奥入瀬の森との運命的な出会いが待っていました。
三浦さん
「巨木で構成された、巨木の神殿のような雰囲気がとにかく感動的で。樹木好きにとってワンダーランドのような場所だなって。」
この森で1年を過ごしたいと、移住を即決。
青森での暮らし、そしてガイドツアーに挑戦する日々が始まりました。
奥入瀬の未来をつくれるような人に
6月末から始まった樹木ガイドツアー。県の感染拡大防止策による1か月の休止期間を挟み、10月末までのおよそ3か月間で、90人あまりのお客さんが参加しました。
今日も、目の前に立っている樹木ひとりひとりの生き様を、自分なりの言葉で伝えます。
三浦さん
「これ凍裂といって、冬の寒さが厳しすぎて、幹の中で根から吸い上げた水が凍ってしまって起こります。この木実は若くして亡くなってしまっていて、非常に不幸な木です。」
お客さん
「理由が分かると、キノコ生えてるってだけじゃなくなりますね。そうやって見ると木の見方が変わりますよね。」
三浦さん
「木ってただ立ってるだけじゃなくて、一人ひとりにそれぞれの人生があって、その人生をのぞき見できるのが、森を歩くことのひとつの魅力です」
お客さんとの時間を重ねるうち、自分の中からあふれ出る樹木への愛で、森を訪れる人たちに楽しんでもらえると気が付きました。
思わぬ形で始まった、青森での暮らし。
しかし、奥入瀬での経験を通して、「自然に携わる仕事がしたい」という夢への想いは、より強いものになりました。
三浦さん
「こんなに思い出深い時間ってもうないかもしれないっていうくらい、本当に充実した日々を送らせてもらっていて、青森の土地に感謝しています。将来も、なんらかの形で絶対に青森に関わっていきたいし、変わっていく奥入瀬の未来をつくっていけるような人になりたいです。」
取材後記
たくさんの人の人生に、様々な形で影響を及ぼしている未曽有のパンデミック。
取材の中で三浦さんは「人生に必要なのって、希望の進路にいくことじゃなくて、そこにいけなくても、希望通りにならなかったなりに、その中で充実した時間を過ごすことなのかなって思いました。
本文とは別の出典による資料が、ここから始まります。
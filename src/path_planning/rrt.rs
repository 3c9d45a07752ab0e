//! RRT (Rapidly-exploring Random Tree) planning in joint space
//!
//! Grows a tree of manipulator configurations from the start, steering
//! toward random samples (or the goal, with probability `goal_bias`) in
//! bounded per-joint steps. An edge enters the tree only if every
//! interpolated configuration along it is collision-free.

use log::{debug, info, warn};
use ordered_float::OrderedFloat;
use rand::rngs::StdRng;
use rand::{Rng, SeedableRng};
use rand_distr::{Bernoulli, Distribution, Uniform};

#[cfg(feature = "serde")]
use serde::{Deserialize, Serialize};

use crate::arm_navigation::{angle_difference, angle_linspace, ManipulatorEnv};
use crate::common::{Configuration, DistanceMetric, RoboticsError, RoboticsResult};
use crate::path_planning::distance::L1Distance;

/// Iterations between progress log lines
const LOG_INTERVAL: usize = 1000;

/// Configuration for RRT planner
#[derive(Debug, Clone, PartialEq)]
#[cfg_attr(feature = "serde", derive(Serialize, Deserialize))]
pub struct RRTConfig {
    /// Maximum change of any joint per extension [deg]
    pub max_angle_step: f64,
    /// Maximum iterations
    pub max_iterations: usize,
    /// Probability of sampling the goal instead of a random configuration
    pub goal_bias: f64,
    /// Number of interpolated configurations checked per edge
    pub collision_check_steps: usize,
    /// Seed for `RRTPlanner::plan`; fresh entropy when unset
    pub seed: Option<u64>,
}

impl Default for RRTConfig {
    fn default() -> Self {
        Self {
            max_angle_step: 10.0,
            max_iterations: 10_000,
            goal_bias: 0.1,
            collision_check_steps: 50,
            seed: None,
        }
    }
}

impl RRTConfig {
    pub fn validate(&self) -> RoboticsResult<()> {
        if !(self.max_angle_step > 0.0) {
            return Err(RoboticsError::InvalidParameter(format!(
                "max_angle_step must be positive, got {}",
                self.max_angle_step
            )));
        }
        if !(0.0..=1.0).contains(&self.goal_bias) {
            return Err(RoboticsError::InvalidParameter(format!(
                "goal_bias must be in [0, 1], got {}",
                self.goal_bias
            )));
        }
        if self.collision_check_steps < 2 {
            return Err(RoboticsError::InvalidParameter(format!(
                "collision_check_steps must be at least 2, got {}",
                self.collision_check_steps
            )));
        }
        Ok(())
    }
}

/// Tree of configurations with parent links.
///
/// Node 0 is the root; the parent of node `i` is always an earlier node.
#[derive(Debug, Clone)]
pub struct RRTTree {
    nodes: Vec<Configuration>,
    parents: Vec<Option<usize>>,
}

impl RRTTree {
    pub fn new(root: Configuration) -> Self {
        Self {
            nodes: vec![root],
            parents: vec![None],
        }
    }

    pub fn len(&self) -> usize {
        self.nodes.len()
    }

    pub fn is_empty(&self) -> bool {
        self.nodes.is_empty()
    }

    pub fn nodes(&self) -> &[Configuration] {
        &self.nodes
    }

    pub fn node(&self, index: usize) -> &Configuration {
        &self.nodes[index]
    }

    pub fn parent(&self, index: usize) -> Option<usize> {
        self.parents[index]
    }

    fn push(&mut self, config: Configuration, parent: usize) -> usize {
        debug_assert!(parent < self.nodes.len());
        self.nodes.push(config);
        self.parents.push(Some(parent));
        self.nodes.len() - 1
    }

    /// Index of the node closest to `target`; the first one wins on ties
    pub fn nearest<M: DistanceMetric>(&self, target: &Configuration, metric: &M) -> usize {
        self.nodes
            .iter()
            .enumerate()
            .min_by_key(|(_, node)| OrderedFloat(metric.distance(node, target)))
            .map(|(index, _)| index)
            .unwrap_or(0)
    }

    /// Configurations from the root to `index`
    pub fn path_to(&self, index: usize) -> Vec<Configuration> {
        let mut path: Vec<Configuration> =
            std::iter::successors(Some(index), |&i| self.parents[i])
                .map(|i| self.nodes[i])
                .collect();
        path.reverse();
        path
    }
}

/// How a planning call ended
#[derive(Debug, Clone, Copy, PartialEq)]
pub enum PlanStatus {
    /// The tree was connected to the exact goal configuration
    ReachedGoal,
    /// Budget exhausted; the path ends at the tree node closest to the goal
    BestEffort { distance_to_goal: f64 },
}

/// Result of a planning call
#[derive(Debug, Clone)]
pub struct Plan {
    /// Configurations from the start to the goal (or the closest node)
    pub path: Vec<Configuration>,
    pub status: PlanStatus,
    /// Iterations consumed
    pub iterations: usize,
    pub tree: RRTTree,
}

impl Plan {
    pub fn is_success(&self) -> bool {
        self.status == PlanStatus::ReachedGoal
    }

    pub fn tree_size(&self) -> usize {
        self.tree.len()
    }
}

/// RRT planner for the 4R manipulator
pub struct RRTPlanner<M: DistanceMetric = L1Distance> {
    env: ManipulatorEnv,
    metric: M,
    config: RRTConfig,
}

impl RRTPlanner<L1Distance> {
    /// Planner with the L1 joint metric and its default goal threshold
    pub fn with_l1(env: ManipulatorEnv, config: RRTConfig) -> RoboticsResult<Self> {
        Self::new(env, L1Distance::default(), config)
    }
}

impl<M: DistanceMetric> RRTPlanner<M> {
    pub fn new(env: ManipulatorEnv, metric: M, config: RRTConfig) -> RoboticsResult<Self> {
        config.validate()?;
        if !(metric.goal_threshold() > 0.0) {
            return Err(RoboticsError::InvalidParameter(format!(
                "goal threshold must be positive, got {}",
                metric.goal_threshold()
            )));
        }
        Ok(Self { env, metric, config })
    }

    pub fn env(&self) -> &ManipulatorEnv {
        &self.env
    }

    pub fn config(&self) -> &RRTConfig {
        &self.config
    }

    /// Plan with an RNG seeded from the configuration
    pub fn plan(&self, start: &Configuration, goal: &Configuration) -> RoboticsResult<Plan> {
        let mut rng = match self.config.seed {
            Some(seed) => StdRng::seed_from_u64(seed),
            None => StdRng::from_entropy(),
        };
        self.plan_with_rng(start, goal, &mut rng)
    }

    /// Plan drawing every sample from `rng`
    pub fn plan_with_rng<R: Rng + ?Sized>(
        &self,
        start: &Configuration,
        goal: &Configuration,
        rng: &mut R,
    ) -> RoboticsResult<Plan> {
        if self.env.check_collision(start) {
            return Err(RoboticsError::PlanningError(format!(
                "start configuration {} is in collision",
                start
            )));
        }
        if self.env.check_collision(goal) {
            return Err(RoboticsError::PlanningError(format!(
                "goal configuration {} is in collision",
                goal
            )));
        }

        let goal_draw = Bernoulli::new(self.config.goal_bias)
            .map_err(|e| RoboticsError::InvalidParameter(format!("goal_bias: {}", e)))?;
        let joint_draw = Uniform::new(-180.0, 180.0);

        let mut tree = RRTTree::new(*start);

        for iteration in 0..self.config.max_iterations {
            if iteration % LOG_INTERVAL == 0 {
                debug!(
                    "RRT iteration: {}/{}, tree size: {}",
                    iteration,
                    self.config.max_iterations,
                    tree.len()
                );
            }

            let sample = if goal_draw.sample(rng) {
                *goal
            } else {
                Configuration::new(std::array::from_fn(|_| joint_draw.sample(rng)))
            };

            let nearest_ind = tree.nearest(&sample, &self.metric);
            let nearest = *tree.node(nearest_ind);
            let new_config = self.steer(&nearest, &sample);

            if !self.is_edge_free(&nearest, &new_config) {
                continue;
            }
            let new_ind = tree.push(new_config, nearest_ind);

            if self.is_goal_reached(&new_config, goal) && self.is_edge_free(&new_config, goal) {
                let goal_ind = tree.push(*goal, new_ind);
                info!(
                    "RRT: goal reached at iteration {}, tree size: {}",
                    iteration,
                    tree.len()
                );
                return Ok(Plan {
                    path: tree.path_to(goal_ind),
                    status: PlanStatus::ReachedGoal,
                    iterations: iteration + 1,
                    tree,
                });
            }
        }

        let closest = tree.nearest(goal, &self.metric);
        let distance_to_goal = self.metric.distance(tree.node(closest), goal);
        warn!(
            "RRT: max iterations ({}) reached, returning path to closest node ({:.2} from goal)",
            self.config.max_iterations, distance_to_goal
        );
        Ok(Plan {
            path: tree.path_to(closest),
            status: PlanStatus::BestEffort { distance_to_goal },
            iterations: self.config.max_iterations,
            tree,
        })
    }

    /// Move from `from` toward `to`, each joint by at most `max_angle_step`
    pub fn steer(&self, from: &Configuration, to: &Configuration) -> Configuration {
        let step = self.config.max_angle_step;
        let delta = angle_difference(to, from).map(|d| d.clamp(-step, step));
        Configuration::from_vector(from.angles() + delta)
    }

    /// Interpolate between two configurations and report whether any
    /// intermediate configuration collides, along with the sequence checked
    pub fn check_collision_between_configs(
        &self,
        from: &Configuration,
        to: &Configuration,
    ) -> (bool, Vec<Configuration>) {
        let sequence = angle_linspace(from, to, self.config.collision_check_steps);
        let collides = sequence.iter().any(|q| self.env.check_collision(q));
        (collides, sequence)
    }

    fn is_edge_free(&self, from: &Configuration, to: &Configuration) -> bool {
        let (collides, _) = self.check_collision_between_configs(from, to);
        !collides
    }

    fn is_goal_reached(&self, config: &Configuration, goal: &Configuration) -> bool {
        self.metric.distance(config, goal) < self.metric.goal_threshold()
    }
}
」と話してくれました。
制約の中でも、今できることを探し続ける三浦さんの姿には、18歳とは思えない凛々しさがありました。青森での時間を自分にとって実りあるものにしている、その原動力になっているのは、どんな状況でも自分の“好き”を諦めない姿勢なのではないかと感じました。